» **ABOUT THIS EXERCISE**
Sort through the entries below and pull out lines containing the word "Removed".

» **SOURCE MATERIAL**
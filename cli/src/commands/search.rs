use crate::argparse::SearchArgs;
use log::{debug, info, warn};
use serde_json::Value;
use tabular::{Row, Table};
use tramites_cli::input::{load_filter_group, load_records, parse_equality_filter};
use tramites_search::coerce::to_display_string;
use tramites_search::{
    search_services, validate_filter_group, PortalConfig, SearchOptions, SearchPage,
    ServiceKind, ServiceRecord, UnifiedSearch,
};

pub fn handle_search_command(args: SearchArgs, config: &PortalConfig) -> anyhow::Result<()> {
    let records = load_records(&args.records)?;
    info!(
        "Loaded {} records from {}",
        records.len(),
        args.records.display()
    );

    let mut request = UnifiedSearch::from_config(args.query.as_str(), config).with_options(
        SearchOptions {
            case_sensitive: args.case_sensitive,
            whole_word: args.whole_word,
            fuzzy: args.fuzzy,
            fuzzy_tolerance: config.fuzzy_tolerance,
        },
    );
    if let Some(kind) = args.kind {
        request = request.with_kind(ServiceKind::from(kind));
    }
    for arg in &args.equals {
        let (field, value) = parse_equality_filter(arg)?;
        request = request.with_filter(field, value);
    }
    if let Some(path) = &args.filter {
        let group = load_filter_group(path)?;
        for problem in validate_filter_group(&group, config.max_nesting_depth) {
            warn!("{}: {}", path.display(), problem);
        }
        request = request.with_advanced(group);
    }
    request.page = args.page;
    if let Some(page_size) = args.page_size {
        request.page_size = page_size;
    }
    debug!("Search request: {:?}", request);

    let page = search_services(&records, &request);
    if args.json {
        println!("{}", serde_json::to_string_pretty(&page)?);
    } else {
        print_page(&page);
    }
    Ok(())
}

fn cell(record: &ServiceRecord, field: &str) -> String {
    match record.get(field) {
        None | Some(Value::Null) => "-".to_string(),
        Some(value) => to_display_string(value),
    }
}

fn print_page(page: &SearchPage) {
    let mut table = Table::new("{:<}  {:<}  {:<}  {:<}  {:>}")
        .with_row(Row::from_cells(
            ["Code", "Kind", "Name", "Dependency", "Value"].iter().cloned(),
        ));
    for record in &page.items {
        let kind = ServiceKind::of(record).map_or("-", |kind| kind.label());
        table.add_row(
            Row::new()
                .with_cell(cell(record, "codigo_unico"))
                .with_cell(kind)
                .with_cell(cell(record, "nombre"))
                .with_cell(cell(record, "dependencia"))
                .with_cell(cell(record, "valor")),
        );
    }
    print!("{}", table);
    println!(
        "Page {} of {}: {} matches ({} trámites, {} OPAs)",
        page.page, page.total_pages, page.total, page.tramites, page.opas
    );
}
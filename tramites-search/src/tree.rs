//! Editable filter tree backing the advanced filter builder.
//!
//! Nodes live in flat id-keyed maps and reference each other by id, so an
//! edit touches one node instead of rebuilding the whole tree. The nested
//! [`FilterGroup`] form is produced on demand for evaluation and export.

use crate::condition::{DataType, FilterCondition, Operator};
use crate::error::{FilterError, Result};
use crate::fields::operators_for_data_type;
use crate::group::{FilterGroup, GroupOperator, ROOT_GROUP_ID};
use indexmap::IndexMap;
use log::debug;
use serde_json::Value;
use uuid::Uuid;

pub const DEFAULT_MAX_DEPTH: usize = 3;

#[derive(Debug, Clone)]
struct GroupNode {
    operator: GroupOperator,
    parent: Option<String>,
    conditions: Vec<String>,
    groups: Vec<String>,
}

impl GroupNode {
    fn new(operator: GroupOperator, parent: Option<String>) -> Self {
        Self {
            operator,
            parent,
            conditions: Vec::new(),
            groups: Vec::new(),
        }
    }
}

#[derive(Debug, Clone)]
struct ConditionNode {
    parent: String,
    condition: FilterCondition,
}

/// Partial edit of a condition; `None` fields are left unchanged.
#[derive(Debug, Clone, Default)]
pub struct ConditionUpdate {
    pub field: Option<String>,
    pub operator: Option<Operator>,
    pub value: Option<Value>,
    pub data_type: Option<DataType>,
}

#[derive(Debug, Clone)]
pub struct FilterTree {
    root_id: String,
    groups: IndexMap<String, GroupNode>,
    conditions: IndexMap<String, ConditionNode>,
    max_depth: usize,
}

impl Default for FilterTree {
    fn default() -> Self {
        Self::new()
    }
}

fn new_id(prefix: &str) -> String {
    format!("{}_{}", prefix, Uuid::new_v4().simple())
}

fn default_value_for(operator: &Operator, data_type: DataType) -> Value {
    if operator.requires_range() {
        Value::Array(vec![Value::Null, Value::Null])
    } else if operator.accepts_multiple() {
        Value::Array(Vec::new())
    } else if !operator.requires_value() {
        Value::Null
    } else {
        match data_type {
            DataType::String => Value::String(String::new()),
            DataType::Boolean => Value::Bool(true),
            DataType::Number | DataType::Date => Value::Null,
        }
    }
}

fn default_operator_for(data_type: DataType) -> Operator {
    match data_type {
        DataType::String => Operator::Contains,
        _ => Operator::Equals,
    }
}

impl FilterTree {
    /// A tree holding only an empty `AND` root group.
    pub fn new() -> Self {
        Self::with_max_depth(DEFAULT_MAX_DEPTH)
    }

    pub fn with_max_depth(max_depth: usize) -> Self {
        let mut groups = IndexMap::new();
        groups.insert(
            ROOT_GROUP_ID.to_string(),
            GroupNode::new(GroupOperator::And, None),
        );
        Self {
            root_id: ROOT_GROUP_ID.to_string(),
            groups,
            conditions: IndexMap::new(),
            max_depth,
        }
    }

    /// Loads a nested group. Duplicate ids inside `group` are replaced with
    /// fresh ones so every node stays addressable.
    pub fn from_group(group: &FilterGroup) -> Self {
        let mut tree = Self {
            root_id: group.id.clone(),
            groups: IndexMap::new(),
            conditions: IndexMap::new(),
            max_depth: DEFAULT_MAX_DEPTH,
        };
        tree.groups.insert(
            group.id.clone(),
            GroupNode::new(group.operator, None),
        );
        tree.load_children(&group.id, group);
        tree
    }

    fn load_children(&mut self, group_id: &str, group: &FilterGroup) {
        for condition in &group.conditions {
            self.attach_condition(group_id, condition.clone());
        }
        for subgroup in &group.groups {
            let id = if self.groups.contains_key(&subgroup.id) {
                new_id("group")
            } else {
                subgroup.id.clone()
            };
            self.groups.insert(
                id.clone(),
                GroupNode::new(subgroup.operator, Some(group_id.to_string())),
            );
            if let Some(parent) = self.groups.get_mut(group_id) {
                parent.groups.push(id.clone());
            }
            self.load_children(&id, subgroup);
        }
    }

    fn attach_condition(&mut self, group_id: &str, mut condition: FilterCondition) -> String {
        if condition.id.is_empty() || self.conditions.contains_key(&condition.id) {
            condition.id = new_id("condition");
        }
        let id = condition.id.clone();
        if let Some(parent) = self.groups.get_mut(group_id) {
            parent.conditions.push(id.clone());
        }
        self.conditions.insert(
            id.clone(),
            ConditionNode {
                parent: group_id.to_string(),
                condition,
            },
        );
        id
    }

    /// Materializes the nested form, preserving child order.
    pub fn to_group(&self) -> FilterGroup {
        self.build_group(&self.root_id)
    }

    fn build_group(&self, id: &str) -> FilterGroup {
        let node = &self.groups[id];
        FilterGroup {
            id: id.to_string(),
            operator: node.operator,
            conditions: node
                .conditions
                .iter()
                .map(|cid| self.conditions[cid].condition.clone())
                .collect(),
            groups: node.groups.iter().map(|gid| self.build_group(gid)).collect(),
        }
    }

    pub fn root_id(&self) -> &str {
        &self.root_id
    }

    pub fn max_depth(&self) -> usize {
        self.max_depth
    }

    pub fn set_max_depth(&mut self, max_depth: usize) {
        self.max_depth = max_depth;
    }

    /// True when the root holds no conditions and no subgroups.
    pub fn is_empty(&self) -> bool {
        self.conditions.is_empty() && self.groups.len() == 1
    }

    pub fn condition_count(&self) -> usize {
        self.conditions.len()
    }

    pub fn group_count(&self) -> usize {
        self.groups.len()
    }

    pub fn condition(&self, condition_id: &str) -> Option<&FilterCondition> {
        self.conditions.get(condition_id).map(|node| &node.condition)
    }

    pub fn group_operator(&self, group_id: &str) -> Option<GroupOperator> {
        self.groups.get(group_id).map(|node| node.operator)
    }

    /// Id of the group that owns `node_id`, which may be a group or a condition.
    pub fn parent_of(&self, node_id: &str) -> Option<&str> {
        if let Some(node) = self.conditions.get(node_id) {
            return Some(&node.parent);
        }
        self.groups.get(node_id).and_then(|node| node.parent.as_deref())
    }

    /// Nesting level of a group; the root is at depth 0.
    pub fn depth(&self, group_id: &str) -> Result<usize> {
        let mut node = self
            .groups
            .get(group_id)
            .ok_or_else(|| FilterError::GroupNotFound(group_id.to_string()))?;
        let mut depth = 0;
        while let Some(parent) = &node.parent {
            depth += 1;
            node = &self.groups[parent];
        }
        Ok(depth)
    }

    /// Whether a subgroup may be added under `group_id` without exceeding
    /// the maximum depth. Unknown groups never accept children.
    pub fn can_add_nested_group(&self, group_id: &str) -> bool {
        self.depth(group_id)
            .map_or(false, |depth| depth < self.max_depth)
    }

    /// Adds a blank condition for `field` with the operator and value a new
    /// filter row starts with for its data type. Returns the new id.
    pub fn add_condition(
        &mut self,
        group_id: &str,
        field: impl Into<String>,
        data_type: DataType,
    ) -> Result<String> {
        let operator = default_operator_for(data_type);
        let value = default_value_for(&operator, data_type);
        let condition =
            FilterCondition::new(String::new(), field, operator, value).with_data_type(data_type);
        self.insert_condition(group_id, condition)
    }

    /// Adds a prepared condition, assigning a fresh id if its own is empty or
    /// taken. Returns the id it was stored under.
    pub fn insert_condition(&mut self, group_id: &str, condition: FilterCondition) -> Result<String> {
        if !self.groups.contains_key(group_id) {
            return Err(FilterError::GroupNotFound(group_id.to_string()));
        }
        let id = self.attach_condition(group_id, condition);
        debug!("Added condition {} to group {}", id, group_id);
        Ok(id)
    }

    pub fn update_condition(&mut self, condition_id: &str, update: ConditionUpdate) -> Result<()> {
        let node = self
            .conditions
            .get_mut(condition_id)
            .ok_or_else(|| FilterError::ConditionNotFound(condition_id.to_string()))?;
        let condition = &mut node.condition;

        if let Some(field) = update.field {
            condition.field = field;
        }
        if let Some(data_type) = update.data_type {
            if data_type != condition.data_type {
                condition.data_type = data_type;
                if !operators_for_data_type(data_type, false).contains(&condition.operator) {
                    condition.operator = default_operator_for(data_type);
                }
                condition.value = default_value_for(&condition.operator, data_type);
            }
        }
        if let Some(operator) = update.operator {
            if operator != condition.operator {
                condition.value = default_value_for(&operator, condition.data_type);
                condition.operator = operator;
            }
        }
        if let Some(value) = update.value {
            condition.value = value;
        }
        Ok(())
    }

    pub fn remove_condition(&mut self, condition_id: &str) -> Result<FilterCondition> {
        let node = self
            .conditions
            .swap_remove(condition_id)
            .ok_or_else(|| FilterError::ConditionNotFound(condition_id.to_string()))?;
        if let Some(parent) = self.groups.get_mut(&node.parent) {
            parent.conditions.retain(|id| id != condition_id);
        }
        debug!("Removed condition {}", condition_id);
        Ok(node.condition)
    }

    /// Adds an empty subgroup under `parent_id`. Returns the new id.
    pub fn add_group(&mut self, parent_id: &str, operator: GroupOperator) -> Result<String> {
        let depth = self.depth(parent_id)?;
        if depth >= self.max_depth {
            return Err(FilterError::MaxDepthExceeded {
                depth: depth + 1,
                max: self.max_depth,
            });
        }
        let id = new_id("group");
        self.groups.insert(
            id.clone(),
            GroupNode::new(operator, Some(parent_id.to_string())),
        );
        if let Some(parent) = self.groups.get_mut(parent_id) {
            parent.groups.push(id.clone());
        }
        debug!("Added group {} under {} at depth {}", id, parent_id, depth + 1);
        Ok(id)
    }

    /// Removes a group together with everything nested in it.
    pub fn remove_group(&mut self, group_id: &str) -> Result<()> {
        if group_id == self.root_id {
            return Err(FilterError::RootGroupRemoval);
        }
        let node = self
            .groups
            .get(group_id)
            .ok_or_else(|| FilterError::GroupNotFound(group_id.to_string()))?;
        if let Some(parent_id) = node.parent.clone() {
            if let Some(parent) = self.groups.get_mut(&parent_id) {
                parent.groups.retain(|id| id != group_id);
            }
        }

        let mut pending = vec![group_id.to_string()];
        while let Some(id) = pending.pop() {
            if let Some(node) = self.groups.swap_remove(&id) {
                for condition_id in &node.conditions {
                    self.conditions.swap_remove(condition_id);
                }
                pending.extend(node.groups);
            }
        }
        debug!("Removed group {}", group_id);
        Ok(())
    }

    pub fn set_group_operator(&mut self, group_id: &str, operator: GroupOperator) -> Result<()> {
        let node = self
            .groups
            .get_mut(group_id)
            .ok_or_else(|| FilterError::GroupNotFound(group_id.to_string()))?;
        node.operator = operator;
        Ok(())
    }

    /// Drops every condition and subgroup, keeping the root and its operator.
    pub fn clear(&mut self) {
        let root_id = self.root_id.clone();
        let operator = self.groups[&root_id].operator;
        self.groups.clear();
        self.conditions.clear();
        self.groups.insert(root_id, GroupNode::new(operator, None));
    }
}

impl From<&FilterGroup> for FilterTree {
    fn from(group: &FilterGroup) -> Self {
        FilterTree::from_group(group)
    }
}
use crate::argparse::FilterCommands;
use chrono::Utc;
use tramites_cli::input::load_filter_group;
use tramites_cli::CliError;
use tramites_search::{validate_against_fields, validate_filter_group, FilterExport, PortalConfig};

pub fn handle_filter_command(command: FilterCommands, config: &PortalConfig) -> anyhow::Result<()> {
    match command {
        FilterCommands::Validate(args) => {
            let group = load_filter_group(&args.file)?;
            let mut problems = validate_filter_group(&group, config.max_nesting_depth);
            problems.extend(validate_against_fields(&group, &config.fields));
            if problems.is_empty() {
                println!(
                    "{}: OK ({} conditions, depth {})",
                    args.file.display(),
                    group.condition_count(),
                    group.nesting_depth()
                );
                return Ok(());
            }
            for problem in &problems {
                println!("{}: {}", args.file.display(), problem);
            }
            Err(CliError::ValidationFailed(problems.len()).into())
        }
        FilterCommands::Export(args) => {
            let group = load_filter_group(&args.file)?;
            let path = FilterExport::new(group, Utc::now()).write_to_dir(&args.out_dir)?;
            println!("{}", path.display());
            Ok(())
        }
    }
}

» **TASK SOLUTION**
        debug!("Removed condition {}", condition_id);
        debug!("Removed group {}", group_id);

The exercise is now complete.